The walnuts had been eroded from the soil and were sitting on the surface. “In one case, the walnuts are concentrated at one spot, possibly cached there by animals,” Basinger said.  Some of the fossil nuts also have gnawed holes, indicating they were a food source for local animals.

Over a period of fifteen years, Basinger and his colleagues retrieved over a thousand nut and seed fossils and returned with them to Saskatchewan to be studied.

Visualizing a globally warm planet

If you looked back 45 million years ago to the middle Eocene, the Earth’s poles would be unrecognizable.

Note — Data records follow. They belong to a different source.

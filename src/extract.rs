//! Extraction interface
//!
//! The database producing the raw CSV sits outside this crate. It plugs in as a
//! [`RowExtractor`]; this module resolves the named query and its date range,
//! then writes the rows in the input file layout.

use crate::error::AnalysisError;
use chrono::NaiveDate;
use serde::{Deserialize, Serialize};
use std::collections::BTreeMap;
use std::fs::{self, File};
use std::path::Path;
use tracing::{info, warn};

const DATE_FORMAT: &str = "%Y-%m-%d";

#[derive(Debug, Clone, PartialEq, Eq, Serialize, Deserialize)]
pub struct DateRange {
    pub start_date: String,
    pub end_date: String,
}

impl DateRange {
    /// Parsed (start, end); rejects malformed dates and inverted ranges
    pub fn parse(&self) -> Result<(NaiveDate, NaiveDate), AnalysisError> {
        let parse = |value: &str| {
            NaiveDate::parse_from_str(value, DATE_FORMAT)
                .map_err(|e| AnalysisError::InvalidDate(format!("{}: {}", value, e)))
        };
        let (start, end) = (parse(&self.start_date)?, parse(&self.end_date)?);
        if start > end {
            return Err(AnalysisError::InvalidDate(format!(
                "start {} is after end {}",
                start, end
            )));
        }
        Ok((start, end))
    }
}

/// A named extraction query
#[derive(Debug, Clone, PartialEq, Eq, Serialize, Deserialize)]
pub struct QueryConfig {
    /// Parameterized query text; start and end dates are bound in that order
    pub query: String,
    /// Column headers written to the output file
    pub headers: Vec<String>,
    pub date_range: DateRange,
}

/// Query configurations keyed by name
#[derive(Debug, Clone, Default, PartialEq, Eq, Serialize, Deserialize)]
#[serde(transparent)]
pub struct QueryCatalog {
    pub queries: BTreeMap<String, QueryConfig>,
}

impl QueryCatalog {
    pub fn from_json(json: &str) -> Result<Self, AnalysisError> {
        Ok(serde_json::from_str(json)?)
    }

    pub fn load(path: &Path) -> Result<Self, AnalysisError> {
        Self::from_json(&fs::read_to_string(path)?)
    }

    pub fn get(&self, name: &str) -> Result<&QueryConfig, AnalysisError> {
        self.queries
            .get(name)
            .ok_or_else(|| AnalysisError::QueryNotFound(name.to_string()))
    }
}

/// Source of raw rows, typically a database connection
pub trait RowExtractor {
    fn extract(
        &mut self,
        query: &QueryConfig,
        start: NaiveDate,
        end: NaiveDate,
    ) -> Result<Vec<Vec<String>>, AnalysisError>;
}

/// Run the named query and write its rows as CSV. Returns the row count.
///
/// Any error here must stop the pipeline before cleaning starts.
pub fn extract_to_csv(
    extractor: &mut dyn RowExtractor,
    catalog: &QueryCatalog,
    name: &str,
    output: &Path,
) -> Result<usize, AnalysisError> {
    let query = catalog.get(name)?;
    let (start, end) = query.date_range.parse()?;
    info!(query = name, %start, %end, "extracting rows");

    let rows = extractor.extract(query, start, end)?;
    if rows.is_empty() {
        warn!(query = name, "no rows for date range");
        return Err(AnalysisError::NoRows(name.to_string()));
    }

    let mut writer = csv::WriterBuilder::new()
        .flexible(true)
        .from_writer(File::create(output)?);
    writer.write_record(&query.headers)?;
    for row in &rows {
        writer.write_record(row)?;
    }
    writer.flush()?;

    info!(query = name, rows = rows.len(), path = %output.display(), "exported rows");
    Ok(rows.len())
}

At the time, Antarctica and the Arctic Circle were warm and blanketed with forests, in stark contrast to the freezing deserts that we associate with the region today.

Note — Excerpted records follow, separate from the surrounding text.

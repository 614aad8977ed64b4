//! Navflow CLI - Command-line interface for Navflow
//!
//! Commands:
//! - clean: Clean a raw extraction into the event log
//! - chord: Lay out the transition chord diagram of a cleaned log
//! - hierarchy: Aggregate a cleaned log into the cohort hierarchy
//! - summary: Dashboard metrics of a cleaned log
//! - run: Full batch from raw extraction to artifacts
//! - config: Print the effective configuration

use clap::{Parser, Subcommand};
use std::fs;
use std::io::{self, Write};
use std::path::{Path, PathBuf};
use std::process::ExitCode;
use tracing_subscriber::EnvFilter;

use navflow::encoder::ArtifactEncoder;
use navflow::summary::DEFAULT_TOP_CATEGORIES;
use navflow::{loader, AnalysisConfig, AnalysisError, Analyzer, NAVFLOW_VERSION};

/// Navflow - navigation analytics over page-view event logs
#[derive(Parser)]
#[command(name = "navflow")]
#[command(version = NAVFLOW_VERSION)]
#[command(about = "Clean page-view logs and map transitions between sections", long_about = None)]
struct Cli {
    /// Configuration file (JSON); built-in tables when absent
    #[arg(short, long, global = true)]
    config: Option<PathBuf>,

    /// Debug logging (RUST_LOG overrides)
    #[arg(short, long, global = true)]
    verbose: bool,

    #[command(subcommand)]
    command: Commands,
}

#[derive(Subcommand)]
enum Commands {
    /// Clean a raw extraction into the event log
    Clean {
        /// Raw extraction CSV
        #[arg(short, long)]
        input: PathBuf,

        /// Cleaned CSV output path
        #[arg(short, long)]
        output: PathBuf,

        /// Print the per-stage identity audit as JSON
        #[arg(long)]
        audit: bool,
    },

    /// Lay out the transition chord diagram of a cleaned log
    Chord {
        /// Cleaned CSV
        #[arg(short, long)]
        input: PathBuf,

        /// Output file path (use - for stdout)
        #[arg(short, long, default_value = "-")]
        output: PathBuf,

        /// Hide transitions observed fewer times
        #[arg(long, default_value = "1")]
        min_count: u64,
    },

    /// Aggregate a cleaned log into the cohort hierarchy
    Hierarchy {
        /// Cleaned CSV
        #[arg(short, long)]
        input: PathBuf,

        /// Output file path (use - for stdout)
        #[arg(short, long, default_value = "-")]
        output: PathBuf,
    },

    /// Dashboard metrics of a cleaned log
    Summary {
        /// Cleaned CSV
        #[arg(short, long)]
        input: PathBuf,

        /// Number of categories listed
        #[arg(long, default_value_t = DEFAULT_TOP_CATEGORIES)]
        top: usize,
    },

    /// Full batch from raw extraction to artifacts
    Run {
        /// Raw extraction CSV
        #[arg(short, long)]
        input: PathBuf,

        /// Directory receiving the cleaned log and artifacts
        #[arg(short, long, default_value = "output")]
        output_dir: PathBuf,

        /// Hide transitions observed fewer times
        #[arg(long, default_value = "1")]
        min_count: u64,
    },

    /// Print the effective configuration as JSON
    Config,
}

fn main() -> ExitCode {
    let cli = Cli::parse();
    init_logging(cli.verbose);

    match run(cli) {
        Ok(()) => ExitCode::SUCCESS,
        Err(e) => {
            let error = CliError::from(e);
            eprintln!(
                "{}",
                serde_json::to_string(&error).unwrap_or_else(|_| "Unknown error".to_string())
            );
            ExitCode::FAILURE
        }
    }
}

fn init_logging(verbose: bool) {
    let level = if verbose { "debug" } else { "info" };
    let filter = EnvFilter::try_from_default_env().unwrap_or_else(|_| EnvFilter::new(level));
    tracing_subscriber::fmt()
        .with_env_filter(filter)
        .with_writer(io::stderr)
        .init();
}

fn run(cli: Cli) -> Result<(), NavflowCliError> {
    let config = match &cli.config {
        Some(path) => AnalysisConfig::load(path)?,
        None => AnalysisConfig::default(),
    };

    let analyzer = Analyzer::new(config)?;

    match cli.command {
        Commands::Clean {
            input,
            output,
            audit,
        } => cmd_clean(&analyzer, &input, &output, audit),

        Commands::Chord {
            input,
            output,
            min_count,
        } => match analyzer.try_load_for_diagrams(&input)? {
            Some(dataset) => {
                let layout = analyzer.chord_layout(&dataset, min_count);
                write_artifact("chord_layout", &input, &layout, &output)
            }
            None => Ok(()),
        },

        Commands::Hierarchy { input, output } => match analyzer.try_load_for_diagrams(&input)? {
            Some(dataset) => {
                let hierarchy = analyzer.hierarchy(&dataset);
                write_artifact("hierarchy", &input, &hierarchy, &output)
            }
            None => Ok(()),
        },

        Commands::Summary { input, top } => {
            let dataset = loader::read_cleaned(&input)?;
            println!("{}", serde_json::to_string_pretty(&analyzer.summary(&dataset, top))?);
            Ok(())
        }

        Commands::Run {
            input,
            output_dir,
            min_count,
        } => {
            let report = analyzer.try_run(&input, &output_dir, min_count)?;
            println!("{}", serde_json::to_string_pretty(&report)?);
            Ok(())
        }

        Commands::Config => {
            println!("{}", analyzer.config().to_json()?);
            Ok(())
        }
    }
}

fn cmd_clean(
    analyzer: &Analyzer,
    input: &Path,
    output: &Path,
    audit: bool,
) -> Result<(), NavflowCliError> {
    let outcome = analyzer.try_clean_file(input)?;
    loader::write_cleaned(output, &outcome.dataset)?;

    if audit {
        println!("{}", serde_json::to_string_pretty(&outcome.audit)?);
    } else {
        println!(
            "{}",
            serde_json::json!({
                "rows": outcome.dataset.len(),
                "identities": outcome.audit.final_count(),
                "excluded_identities": outcome.audit.total_excluded(),
                "output": output.display().to_string(),
            })
        );
    }
    Ok(())
}

fn write_artifact<T: serde::Serialize>(
    kind: &str,
    source: &Path,
    data: &T,
    output: &Path,
) -> Result<(), NavflowCliError> {
    let json = ArtifactEncoder::new().encode_to_json(kind, &source.display().to_string(), data)?;
    if output.as_os_str() == "-" {
        let mut stdout = io::stdout().lock();
        writeln!(stdout, "{}", json)?;
    } else {
        fs::write(output, json)?;
    }
    Ok(())
}

// Error types

#[derive(Debug)]
enum NavflowCliError {
    Io(io::Error),
    Analysis(AnalysisError),
    Json(serde_json::Error),
}

impl From<io::Error> for NavflowCliError {
    fn from(e: io::Error) -> Self {
        NavflowCliError::Io(e)
    }
}

impl From<AnalysisError> for NavflowCliError {
    fn from(e: AnalysisError) -> Self {
        NavflowCliError::Analysis(e)
    }
}

impl From<serde_json::Error> for NavflowCliError {
    fn from(e: serde_json::Error) -> Self {
        NavflowCliError::Json(e)
    }
}

#[derive(serde::Serialize)]
struct CliError {
    code: String,
    message: String,
    hint: Option<String>,
}

impl From<NavflowCliError> for CliError {
    fn from(e: NavflowCliError) -> Self {
        match e {
            NavflowCliError::Io(e) | NavflowCliError::Analysis(AnalysisError::Io(e)) => CliError {
                code: "IO_ERROR".to_string(),
                message: e.to_string(),
                hint: Some("Check file paths and permissions".to_string()),
            },
            NavflowCliError::Json(e) | NavflowCliError::Analysis(AnalysisError::Json(e)) => {
                CliError {
                    code: "JSON_ERROR".to_string(),
                    message: e.to_string(),
                    hint: Some("Check JSON syntax".to_string()),
                }
            }
            NavflowCliError::Analysis(e) => {
                let (code, hint) = match &e {
                    AnalysisError::Csv(_) => {
                        ("CSV_ERROR", "Check that the input is a CSV file with a header row")
                    }
                    AnalysisError::MissingColumn(_) => {
                        ("MISSING_COLUMN", "Set the input column names in the configuration")
                    }
                    AnalysisError::InvalidConfig(_) | AnalysisError::InvalidPattern(_) => {
                        ("CONFIG_ERROR", "Run 'navflow config' to print a valid configuration")
                    }
                    _ => ("ANALYSIS_ERROR", "Check input format"),
                };
                CliError {
                    code: code.to_string(),
                    message: e.to_string(),
                    hint: Some(hint.to_string()),
                }
            }
        }
    }
}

Due to their high latitude, polar regions had relatively short growing seasons, but they made up for it with exceptionally long summer days, receiving up to twenty hours of sunlight. Inversely, the winters were characterized by near-total darkness, yet temperatures seldom reached freezing.

Paleontology and geology records indicate there was more CO₂ in Earth’s atmosphere at the time, which resulted in temperatures that were much higher than they are now. This global greenhouse, in turn, created warm ocean circulations that kept the Arctic Ocean free of ice.

“The far north supported redwood-style forests,” Basinger said. There were cypress swamps and upland forests, where statuesque trees grew up to 40 meters in height. The canopy included dozens of trees, such as redwoods, cedars, hickories, pines, spruces, hemlocks, larches, birches, ginkgos and, of course, walnuts.

What we can learn from the Axel Heiberg walnuts

As an expert in the evolutionary history of the walnut family, Manchester helped bring the decades-long project to completion. He performed CT scans on walnuts from the island and described three previously unknown species.

“The CT scans allow us to show details of the internal structure of these nuts that were once really hard to get,” Manchester said. Before CT scanners, traditional methods for studying fossils involved tediously dissecting and slicing the specimens in various orientations, destroying them in the process.

After scanning several of the most completely preserved fossils, Manchester compared them to walnuts from both modern and extinct walnut species. National repositories, like iDigBio, allow researchers to easily locate museum specimens stored anywhere in the United States. The fossils didn’t match anything that had yet been discovered and were thus found to represent three new species in the genus Juglans.

Based solely on genetic data from living species, researchers once thought the walnut family originated somewhere in Asia. More recently, however, fossil data indicates they instead first appeared in the warm, moist environments of North America or Europe. As the family diversified, some species adapted to cooler conditions, which allowed them to extend their range into higher latitudes.

The fossils from this study add a clearer picture of how walnuts evolved during periods of intensely shifting climates and where our modern species came from.